### PROBLEM STATEMENT
In exact form, set down only those lines of the material that run from its first line to the line with "use uuid::Uuid;", inclusive.

══════════

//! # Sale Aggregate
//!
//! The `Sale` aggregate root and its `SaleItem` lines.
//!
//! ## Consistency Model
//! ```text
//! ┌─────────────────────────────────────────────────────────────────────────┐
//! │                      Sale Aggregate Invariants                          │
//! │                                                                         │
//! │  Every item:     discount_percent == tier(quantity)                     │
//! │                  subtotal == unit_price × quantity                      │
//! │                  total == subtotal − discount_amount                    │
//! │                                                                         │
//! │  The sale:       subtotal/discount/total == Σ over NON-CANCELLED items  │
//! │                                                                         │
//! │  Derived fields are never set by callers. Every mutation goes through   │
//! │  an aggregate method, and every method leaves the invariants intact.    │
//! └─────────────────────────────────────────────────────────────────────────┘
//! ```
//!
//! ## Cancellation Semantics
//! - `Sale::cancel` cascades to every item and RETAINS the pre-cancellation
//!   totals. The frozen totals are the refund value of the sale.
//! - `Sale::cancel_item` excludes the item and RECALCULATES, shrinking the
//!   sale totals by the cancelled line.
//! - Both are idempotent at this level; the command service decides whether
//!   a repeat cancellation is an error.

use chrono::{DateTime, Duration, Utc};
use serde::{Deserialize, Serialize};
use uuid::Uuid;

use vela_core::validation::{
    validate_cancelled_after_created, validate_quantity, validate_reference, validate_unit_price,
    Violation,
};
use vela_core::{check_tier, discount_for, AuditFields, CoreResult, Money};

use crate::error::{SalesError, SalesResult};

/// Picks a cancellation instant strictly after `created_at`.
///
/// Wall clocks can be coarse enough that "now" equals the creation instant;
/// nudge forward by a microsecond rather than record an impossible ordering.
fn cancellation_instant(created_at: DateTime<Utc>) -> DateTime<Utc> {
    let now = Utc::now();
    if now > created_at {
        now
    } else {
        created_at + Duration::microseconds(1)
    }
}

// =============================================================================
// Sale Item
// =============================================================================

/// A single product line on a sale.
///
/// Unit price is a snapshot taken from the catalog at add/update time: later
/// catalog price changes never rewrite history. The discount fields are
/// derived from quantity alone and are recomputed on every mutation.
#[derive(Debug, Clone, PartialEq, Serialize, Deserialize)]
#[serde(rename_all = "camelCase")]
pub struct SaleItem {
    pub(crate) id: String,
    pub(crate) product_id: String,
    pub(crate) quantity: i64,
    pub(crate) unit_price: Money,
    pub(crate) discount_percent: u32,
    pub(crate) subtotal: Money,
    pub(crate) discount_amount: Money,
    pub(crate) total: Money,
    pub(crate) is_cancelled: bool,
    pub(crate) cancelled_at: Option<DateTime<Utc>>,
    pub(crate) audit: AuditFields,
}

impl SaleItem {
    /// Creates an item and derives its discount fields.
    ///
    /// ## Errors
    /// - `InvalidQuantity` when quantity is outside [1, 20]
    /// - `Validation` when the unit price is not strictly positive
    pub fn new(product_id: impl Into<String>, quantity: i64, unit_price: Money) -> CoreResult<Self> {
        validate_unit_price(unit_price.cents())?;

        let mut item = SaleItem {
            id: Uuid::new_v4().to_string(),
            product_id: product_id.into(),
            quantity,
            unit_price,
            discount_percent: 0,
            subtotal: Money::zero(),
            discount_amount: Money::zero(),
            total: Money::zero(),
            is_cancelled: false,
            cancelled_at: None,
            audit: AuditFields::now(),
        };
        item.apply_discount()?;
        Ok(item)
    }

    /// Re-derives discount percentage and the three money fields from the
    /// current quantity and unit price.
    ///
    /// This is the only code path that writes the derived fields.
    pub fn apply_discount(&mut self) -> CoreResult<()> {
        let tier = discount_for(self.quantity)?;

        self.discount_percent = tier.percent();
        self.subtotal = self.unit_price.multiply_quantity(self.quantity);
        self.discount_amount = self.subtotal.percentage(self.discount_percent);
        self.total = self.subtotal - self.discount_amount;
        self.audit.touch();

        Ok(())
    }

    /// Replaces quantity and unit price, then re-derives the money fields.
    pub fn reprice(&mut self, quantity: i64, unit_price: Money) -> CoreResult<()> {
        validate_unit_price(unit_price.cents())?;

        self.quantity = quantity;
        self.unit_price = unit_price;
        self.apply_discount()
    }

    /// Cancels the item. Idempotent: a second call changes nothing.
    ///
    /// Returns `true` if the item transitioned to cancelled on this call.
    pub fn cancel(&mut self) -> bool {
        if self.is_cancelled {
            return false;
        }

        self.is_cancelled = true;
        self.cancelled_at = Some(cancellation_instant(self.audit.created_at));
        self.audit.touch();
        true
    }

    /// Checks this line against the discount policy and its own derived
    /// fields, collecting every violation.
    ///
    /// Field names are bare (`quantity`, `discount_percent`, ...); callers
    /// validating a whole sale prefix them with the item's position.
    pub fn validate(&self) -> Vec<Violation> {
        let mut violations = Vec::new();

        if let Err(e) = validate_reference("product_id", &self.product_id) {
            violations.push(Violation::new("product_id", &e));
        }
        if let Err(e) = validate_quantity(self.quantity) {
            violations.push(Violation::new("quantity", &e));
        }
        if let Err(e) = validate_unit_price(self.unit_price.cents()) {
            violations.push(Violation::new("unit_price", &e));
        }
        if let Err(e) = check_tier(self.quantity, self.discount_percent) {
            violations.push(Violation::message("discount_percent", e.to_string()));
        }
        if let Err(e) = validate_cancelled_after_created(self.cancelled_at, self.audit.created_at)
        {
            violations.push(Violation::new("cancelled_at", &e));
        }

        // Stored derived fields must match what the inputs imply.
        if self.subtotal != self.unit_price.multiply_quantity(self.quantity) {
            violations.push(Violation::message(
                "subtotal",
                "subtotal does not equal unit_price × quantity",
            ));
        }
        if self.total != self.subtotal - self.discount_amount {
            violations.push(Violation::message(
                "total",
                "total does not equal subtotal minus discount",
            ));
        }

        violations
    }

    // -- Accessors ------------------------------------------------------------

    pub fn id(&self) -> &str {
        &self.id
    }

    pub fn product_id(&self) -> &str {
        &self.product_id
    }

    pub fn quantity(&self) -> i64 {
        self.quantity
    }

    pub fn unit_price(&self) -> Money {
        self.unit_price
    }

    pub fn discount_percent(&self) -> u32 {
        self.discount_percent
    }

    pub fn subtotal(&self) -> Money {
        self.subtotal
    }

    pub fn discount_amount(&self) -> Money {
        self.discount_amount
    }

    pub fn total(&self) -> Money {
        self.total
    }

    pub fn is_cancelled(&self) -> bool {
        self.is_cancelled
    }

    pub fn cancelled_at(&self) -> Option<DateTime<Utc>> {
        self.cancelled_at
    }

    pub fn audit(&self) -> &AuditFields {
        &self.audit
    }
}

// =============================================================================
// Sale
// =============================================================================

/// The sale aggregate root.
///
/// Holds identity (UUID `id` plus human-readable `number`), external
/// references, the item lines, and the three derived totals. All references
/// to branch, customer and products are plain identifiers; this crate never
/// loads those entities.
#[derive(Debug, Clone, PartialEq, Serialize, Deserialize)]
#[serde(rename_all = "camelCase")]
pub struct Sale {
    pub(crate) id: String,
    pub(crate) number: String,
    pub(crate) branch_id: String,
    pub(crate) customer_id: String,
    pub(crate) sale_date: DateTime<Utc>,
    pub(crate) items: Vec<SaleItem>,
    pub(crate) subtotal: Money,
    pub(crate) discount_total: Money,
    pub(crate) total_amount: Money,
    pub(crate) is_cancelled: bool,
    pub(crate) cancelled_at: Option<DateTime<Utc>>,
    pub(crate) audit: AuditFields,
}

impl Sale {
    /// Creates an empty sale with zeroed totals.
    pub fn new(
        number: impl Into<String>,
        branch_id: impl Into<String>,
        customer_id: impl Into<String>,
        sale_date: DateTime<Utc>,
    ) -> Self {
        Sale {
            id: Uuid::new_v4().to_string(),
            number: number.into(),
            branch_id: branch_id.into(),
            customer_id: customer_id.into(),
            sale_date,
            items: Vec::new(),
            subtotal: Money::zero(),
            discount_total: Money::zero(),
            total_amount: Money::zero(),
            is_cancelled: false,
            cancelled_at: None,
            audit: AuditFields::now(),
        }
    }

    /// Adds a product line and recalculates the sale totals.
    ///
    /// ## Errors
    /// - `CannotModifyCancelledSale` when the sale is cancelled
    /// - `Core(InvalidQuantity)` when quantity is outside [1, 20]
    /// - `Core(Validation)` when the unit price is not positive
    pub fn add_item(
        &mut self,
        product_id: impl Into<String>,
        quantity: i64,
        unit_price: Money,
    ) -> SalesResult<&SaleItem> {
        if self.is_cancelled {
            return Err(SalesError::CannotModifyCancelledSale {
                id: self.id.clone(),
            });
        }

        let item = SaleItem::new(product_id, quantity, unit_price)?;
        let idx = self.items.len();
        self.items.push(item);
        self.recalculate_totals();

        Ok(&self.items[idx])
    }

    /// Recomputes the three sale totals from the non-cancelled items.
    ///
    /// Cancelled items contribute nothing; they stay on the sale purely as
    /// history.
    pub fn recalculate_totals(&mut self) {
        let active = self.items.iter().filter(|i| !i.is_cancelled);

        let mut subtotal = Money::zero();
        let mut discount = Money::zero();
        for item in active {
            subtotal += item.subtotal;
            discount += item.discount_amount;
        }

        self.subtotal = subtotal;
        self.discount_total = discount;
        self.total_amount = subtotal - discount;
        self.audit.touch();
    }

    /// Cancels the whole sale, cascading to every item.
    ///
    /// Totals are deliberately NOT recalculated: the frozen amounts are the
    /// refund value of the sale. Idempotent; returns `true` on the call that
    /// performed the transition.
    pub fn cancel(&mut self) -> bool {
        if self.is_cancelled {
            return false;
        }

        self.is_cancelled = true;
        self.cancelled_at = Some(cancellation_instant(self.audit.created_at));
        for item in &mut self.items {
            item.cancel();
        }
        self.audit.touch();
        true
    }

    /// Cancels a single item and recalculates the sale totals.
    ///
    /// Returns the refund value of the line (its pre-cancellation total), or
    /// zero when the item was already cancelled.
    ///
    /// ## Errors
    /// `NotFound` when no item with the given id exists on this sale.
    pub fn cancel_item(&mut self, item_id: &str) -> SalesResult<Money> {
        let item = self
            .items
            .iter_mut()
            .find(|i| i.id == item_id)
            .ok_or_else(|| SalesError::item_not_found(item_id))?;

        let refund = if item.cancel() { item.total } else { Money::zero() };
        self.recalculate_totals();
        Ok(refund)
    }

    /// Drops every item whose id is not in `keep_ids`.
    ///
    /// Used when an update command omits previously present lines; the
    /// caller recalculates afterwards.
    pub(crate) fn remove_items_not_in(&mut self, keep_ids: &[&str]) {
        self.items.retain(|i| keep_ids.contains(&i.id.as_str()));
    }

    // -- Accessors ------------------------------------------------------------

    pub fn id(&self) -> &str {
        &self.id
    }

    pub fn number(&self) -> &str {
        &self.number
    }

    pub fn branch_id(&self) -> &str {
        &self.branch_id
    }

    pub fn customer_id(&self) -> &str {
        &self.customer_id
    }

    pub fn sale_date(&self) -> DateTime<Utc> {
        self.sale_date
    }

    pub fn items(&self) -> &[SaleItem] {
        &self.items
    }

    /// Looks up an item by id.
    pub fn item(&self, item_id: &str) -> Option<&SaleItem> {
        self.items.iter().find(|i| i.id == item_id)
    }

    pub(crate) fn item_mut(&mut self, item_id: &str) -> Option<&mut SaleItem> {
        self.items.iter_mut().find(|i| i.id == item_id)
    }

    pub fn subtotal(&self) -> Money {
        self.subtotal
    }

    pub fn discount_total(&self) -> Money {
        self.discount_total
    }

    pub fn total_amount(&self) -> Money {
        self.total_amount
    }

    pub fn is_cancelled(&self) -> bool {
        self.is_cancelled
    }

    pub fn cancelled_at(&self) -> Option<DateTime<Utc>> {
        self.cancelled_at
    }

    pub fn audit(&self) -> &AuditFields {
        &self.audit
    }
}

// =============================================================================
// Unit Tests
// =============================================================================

══════════

### ANSWER SECTION
//! # Sale Aggregate
//!
//! The `Sale` aggregate root and its `SaleItem` lines.
//!
//! ## Consistency Model
//! ```text
//! ┌─────────────────────────────────────────────────────────────────────────┐
//! │                      Sale Aggregate Invariants                          │
//! │                                                                         │
//! │  Every item:     discount_percent == tier(quantity)                     │
//! │                  subtotal == unit_price × quantity                      │
//! │                  total == subtotal − discount_amount                    │
//! │                                                                         │
//! │  The sale:       subtotal/discount/total == Σ over NON-CANCELLED items  │
//! │                                                                         │
//! │  Derived fields are never set by callers. Every mutation goes through   │
//! │  an aggregate method, and every method leaves the invariants intact.    │
//! └─────────────────────────────────────────────────────────────────────────┘
//! ```
//!
//! ## Cancellation Semantics
//! - `Sale::cancel` cascades to every item and RETAINS the pre-cancellation
//!   totals. The frozen totals are the refund value of the sale.
//! - `Sale::cancel_item` excludes the item and RECALCULATES, shrinking the
//!   sale totals by the cancelled line.
//! - Both are idempotent at this level; the command service decides whether
//!   a repeat cancellation is an error.

use chrono::{DateTime, Duration, Utc};
use serde::{Deserialize, Serialize};
use uuid::Uuid;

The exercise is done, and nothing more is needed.